In their questionnaires, participants were asked for example to rate Muslims, homosexuals and Dutch people according to various positive, negative and unrelated stereotypes. For example, the respective stereotypes for homosexuals were (creative, sweet), (strange, feminine) and (impatient, intelligent).

In one experiment, passers-by in the busy Utrecht railway station were asked to participate by coming to sit in a row of chairs, for the reward of a candy bar or an apple. The researchers took advantage of a cleaners’ strike, which had left the station dirty and litter-strewn. They then returned to do the same testing after the strike was over and the station was clean.

As well as probing these responses, the experiment examined unconscious negative responses to race. All the participants were white, while one place at the end of the row of chairs was already taken by a black or white Dutch person. In the messy station, people sat on average further from the black person than the white one, while in the clean station there was no statistical difference in these distances.

In another experiment, the researchers aimed to eliminate differences in cleanliness of the environments while preserving the disorder. The participants were approached on a street in an affluent Dutch city. But in one case the street had been made more disorderly by the removal of a few paving slabs and the addition of a badly parked car and an ‘abandoned’ bicycle.

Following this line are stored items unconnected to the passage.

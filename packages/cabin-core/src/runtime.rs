//! Task spawning abstraction and outbound-callback dispatch.
//!
//! This module provides a [`TaskSpawner`] trait that allows the core library
//! to spawn background tasks without being tied to a specific async runtime,
//! and the [`CallbackDispatcher`], a serialized single-worker executor that
//! delivers outbound callbacks to remote listeners.
//!
//! Every aggregate that notifies external parties (zone arbiters, the event
//! fan-out, the ducking and muting services, the media request broker) owns
//! one dispatcher. Callbacks are only ever invoked from dispatcher jobs,
//! after the enqueuing aggregate has released its internal locks, and jobs
//! for one dispatcher run strictly in enqueue order. That gives per-zone and
//! per-group total ordering without holding a lock across a remote call.

use std::future::Future;

use tokio::sync::mpsc;
use tokio_util::sync::CancellationToken;

/// Abstraction for spawning background tasks.
///
/// Allows core services to spawn asynchronous work without knowing the
/// underlying runtime. Implementations should ensure tasks are properly
/// tracked and can complete even if the spawner is dropped.
pub trait TaskSpawner: Send + Sync {
    /// Spawns a future as a background task.
    ///
    /// The task runs independently of the caller and will continue until
    /// completion. The spawner does not provide a way to cancel or join
    /// the spawned task.
    fn spawn<F>(&self, future: F)
    where
        F: Future<Output = ()> + Send + 'static;
}

/// Tokio-based spawner for the host service and general use.
#[derive(Clone)]
pub struct TokioSpawner {
    handle: tokio::runtime::Handle,
}

impl TokioSpawner {
    /// Creates a new `TokioSpawner` with the given runtime handle.
    #[must_use]
    pub fn new(handle: tokio::runtime::Handle) -> Self {
        Self { handle }
    }

    /// Creates a new `TokioSpawner` using the current runtime's handle.
    ///
    /// # Panics
    ///
    /// Panics if called outside of a Tokio runtime context.
    #[must_use]
    pub fn current() -> Self {
        Self {
            handle: tokio::runtime::Handle::current(),
        }
    }
}

impl TaskSpawner for TokioSpawner {
    fn spawn<F>(&self, future: F)
    where
        F: Future<Output = ()> + Send + 'static,
    {
        self.handle.spawn(future);
    }
}

/// A unit of outbound callback work.
type DispatchJob = Box<dyn FnOnce() + Send>;

enum DispatchMode {
    /// Jobs run on a dedicated worker task, strictly in enqueue order.
    Serial { tx: mpsc::UnboundedSender<DispatchJob> },
    /// Jobs run on the calling thread, immediately. Test-only determinism.
    Inline,
}

/// Serialized executor for outbound callbacks.
///
/// Cloning yields another handle to the same worker; ordering is preserved
/// across clones because all handles feed one queue.
#[derive(Clone)]
pub struct CallbackDispatcher {
    name: &'static str,
    mode: std::sync::Arc<DispatchMode>,
}

impl CallbackDispatcher {
    /// Creates a dispatcher backed by a dedicated worker task.
    ///
    /// The worker drains jobs until the cancellation token fires or every
    /// handle is dropped. Jobs still queued at cancellation are discarded.
    pub fn serial(spawner: &TokioSpawner, cancel: CancellationToken, name: &'static str) -> Self {
        let (tx, mut rx) = mpsc::unbounded_channel::<DispatchJob>();
        spawner.spawn(async move {
            loop {
                tokio::select! {
                    () = cancel.cancelled() => break,
                    job = rx.recv() => match job {
                        Some(job) => job(),
                        None => break,
                    },
                }
            }
        });
        Self {
            name,
            mode: std::sync::Arc::new(DispatchMode::Serial { tx }),
        }
    }

    /// Creates a dispatcher that runs jobs synchronously on the caller.
    ///
    /// Used by tests to observe callback effects without awaiting the
    /// worker task. Callers must still enqueue only after releasing locks;
    /// inline mode executes the job in the same stack frame.
    #[must_use]
    pub fn inline(name: &'static str) -> Self {
        Self {
            name,
            mode: std::sync::Arc::new(DispatchMode::Inline),
        }
    }

    /// Enqueues a callback job.
    ///
    /// Must not be called while holding any aggregate lock; the job may run
    /// synchronously in inline mode.
    pub fn dispatch<F>(&self, job: F)
    where
        F: FnOnce() + Send + 'static,
    {
        match &*self.mode {
            DispatchMode::Serial { tx } => {
                if tx.send(Box::new(job)).is_err() {
                    log::warn!(
                        "[CallbackDispatcher] {}: job dropped after shutdown",
                        self.name
                    );
                }
            }
            DispatchMode::Inline => job(),
        }
    }
}

#[cfg(test)]
mod tests {
    use super::*;
    use std::sync::atomic::{AtomicUsize, Ordering};
    use std::sync::Arc;

    #[tokio::test]
    async fn tokio_spawner_executes_task() {
        let spawner = TokioSpawner::current();
        let executed = Arc::new(AtomicUsize::new(0));
        let executed_clone = executed.clone();

        spawner.spawn(async move {
            executed_clone.store(1, Ordering::SeqCst);
        });

        tokio::time::sleep(std::time::Duration::from_millis(10)).await;

        assert_eq!(executed.load(Ordering::SeqCst), 1);
    }

    #[tokio::test]
    async fn serial_dispatcher_preserves_enqueue_order() {
        let spawner = TokioSpawner::current();
        let dispatcher =
            CallbackDispatcher::serial(&spawner, CancellationToken::new(), "test");
        let order = Arc::new(parking_lot::Mutex::new(Vec::new()));

        for value in 0..16 {
            let order = Arc::clone(&order);
            dispatcher.dispatch(move || order.lock().push(value));
        }

        tokio::time::sleep(std::time::Duration::from_millis(20)).await;

        assert_eq!(*order.lock(), (0..16).collect::<Vec<_>>());
    }

    #[tokio::test]
    async fn cancelled_dispatcher_drops_pending_jobs() {
        let spawner = TokioSpawner::current();
        let cancel = CancellationToken::new();
        let dispatcher = CallbackDispatcher::serial(&spawner, cancel.clone(), "test");

        cancel.cancel();
        tokio::time::sleep(std::time::Duration::from_millis(10)).await;

        let ran = Arc::new(AtomicUsize::new(0));
        let ran_clone = Arc::clone(&ran);
        dispatcher.dispatch(move || {
            ran_clone.fetch_add(1, Ordering::SeqCst);
        });
        tokio::time::sleep(std::time::Duration::from_millis(10)).await;

        assert_eq!(ran.load(Ordering::SeqCst), 0);
    }

    #[test]
    fn inline_dispatcher_runs_synchronously() {
        let dispatcher = CallbackDispatcher::inline("test");
        let ran = Arc::new(AtomicUsize::new(0));
        let ran_clone = Arc::clone(&ran);
        dispatcher.dispatch(move || {
            ran_clone.fetch_add(1, Ordering::SeqCst);
        });
        assert_eq!(ran.load(Ordering::SeqCst), 1);
    }
}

Again, disorder boosted stereotyping.

Stapel and Lindenberg suspect that stereotyping may be an attempt to compensate for mess: it could be, they say, “a way to cope with chaos, a mental cleaning device” that partitions other people neatly into predefined categories.

In support of that idea, they showed participants pictures of disorderly and orderly situations, such as a bookcase with dishevelled and regularly stacked books, before asking them to complete both the stereotyping survey and another one that probed their perceived need for structure, including questions such as “I do not like situations that are uncertain”. Both stereotyping and the need for structure were higher in people viewing the disorderly pictures.

Sociologist Robert Sampson of Harvard University says that the study is “clever and well done”, but is cautious about how to interpret the results. “Disorder is not necessarily chaotic’, he says, “and is subject to different social meanings in ongoing or non-manipulated environments. There are considerable subjective variations within the same residential environment on how disorder is rated – the social context matters.”

Therefore, Sampson says, “once we get out of the lab or temporarily induced settings and consider the everyday contexts in which people live and interact, we cannot simply assume that interventions to clean up disorder will have invariant effects.” 

Schneider agrees that the implications of the work for public policy are not yet clear. One question we’d need to answer is how long these kinds of effects last”, he says. “There is a possibility that people may quickly adapt to disorder. So I would be very wary of concluding that people who live in unclean and disordered areas are more prejudiced because of that.” Stapel acknowledges this: “people who constantly live in disorder get used to it and will not show the effects we find. Disorder in our definition is something that is unexpected.”

References
1. D. A. Stapel & S. Lindenberg, Science 332, 251-253 (2011).
2. K. Keizer, S. Lindenberg & L. Steg, Science 322, 1681 (2008).